01:15:23.620 | And I wanna engage my children in that.
01:15:26.780 | And when we think about what's happening
01:15:29.020 | culturally all over the world,
01:15:30.300 | when we think about what's happening
01:15:31.180 | with the big empires all over the world,
01:15:33.020 | when we think about what's happening
01:15:34.300 | with the religious trends all around the world,
01:15:37.060 | it's gonna be a pretty cool decade
01:15:41.820 | with a lot of stuff happening.
01:15:43.460 | And so I'm excited to be there with you
01:15:45.800 | and to be doing it with you.
01:15:48.920 | Thank you, I just wanna close today's show
01:15:50.840 | with just a simple thank you.

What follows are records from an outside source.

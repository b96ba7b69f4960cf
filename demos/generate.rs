//! Generate one image against a deployed endpoint and save it.
//!
//! Reads `RUNPOD_API_KEY` and `RUNPOD_ENDPOINT_ID` (or `RUNPOD_API_BASE`)
//! from the environment or a `.env` file.
//!
//! ```sh
//! RUST_LOG=runpod_comfy=debug cargo run --example generate -- "a bowl of curry"
//! ```

use runpod_comfy::{
    base_prompt, reconcile_prompt, AdapterCatalog, ClientConfig, GenerationRequest,
    RequestLimits, RunpodClient, NONE_ADAPTER,
};
use tracing_subscriber::EnvFilter;

#[tokio::main]
async fn main() -> std::result::Result<(), Box<dyn std::error::Error>> {
    tracing_subscriber::fmt()
        .with_env_filter(
            EnvFilter::try_from_default_env().unwrap_or_else(|_| EnvFilter::new("info")),
        )
        .init();

    let config = ClientConfig::from_env()?;
    if config.api_key.is_none() {
        eprintln!("Please set your RUNPOD_API_KEY in the .env file");
        return Ok(());
    }
    let client = RunpodClient::new(config);

    let catalog = AdapterCatalog::reference();
    let limits = RequestLimits::default().with_slot_count(2);
    println!("Available adapters:");
    for adapter in catalog.iter() {
        println!("  {} \u{2014} {}", adapter.id, adapter.description);
    }

    let user_prompt = std::env::args().nth(1).unwrap_or_else(|| {
        "product photography of a bowl on wooden table in cozy thai kitchen".to_string()
    });
    let previous = [NONE_ADAPTER, NONE_ADAPTER];
    let selected = ["Benjarong_flux_v1.safetensors", NONE_ADAPTER];
    let prompt = reconcile_prompt(&user_prompt, &selected, &previous, &catalog);
    println!("Prompt: {}", prompt);
    println!("Base prompt: {}", base_prompt(&prompt, &selected, &catalog));

    let request = GenerationRequest::with_slot_count(prompt, limits.slot_count)
        .adapters_from(selected.iter().map(|id| (*id, 1.0)))
        .size(1024, 1024)
        .steps(20)
        .randomize_seed();
    request.validate(&limits, &catalog)?;
    println!("Seed: {}", request.seed);

    let image = client
        .generate(&request, |state| {
            println!("[{:>3.0}%] {}", state.progress() * 100.0, state.label())
        })
        .await?;

    let filename = format!("generated_{}.{}", request.seed, image.extension());
    std::fs::write(&filename, &image.bytes)?;
    println!("Saved {}x{} image to {}", image.width(), image.height(), filename);

    Ok(())
}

01:15:52.480 | Thank you for being here.
01:15:54.000 | I've said it already, but I find this work
01:15:58.640 | to be enormously gratifying.
01:16:01.600 | And it's deeply encouraging to me
01:16:06.280 | to know that my thoughts, my ideas
01:16:09.320 | have had an impact on your life.
01:16:11.920 | And I get so much feedback that I just,
01:16:15.020 | it's such a blessing.
01:16:16.220 | So thank you for being here.
01:16:17.400 | Thank you for listening.
01:16:18.600 | I appreciate you and I appreciate your being here.
01:16:22.420 | Happy New Year, 2020.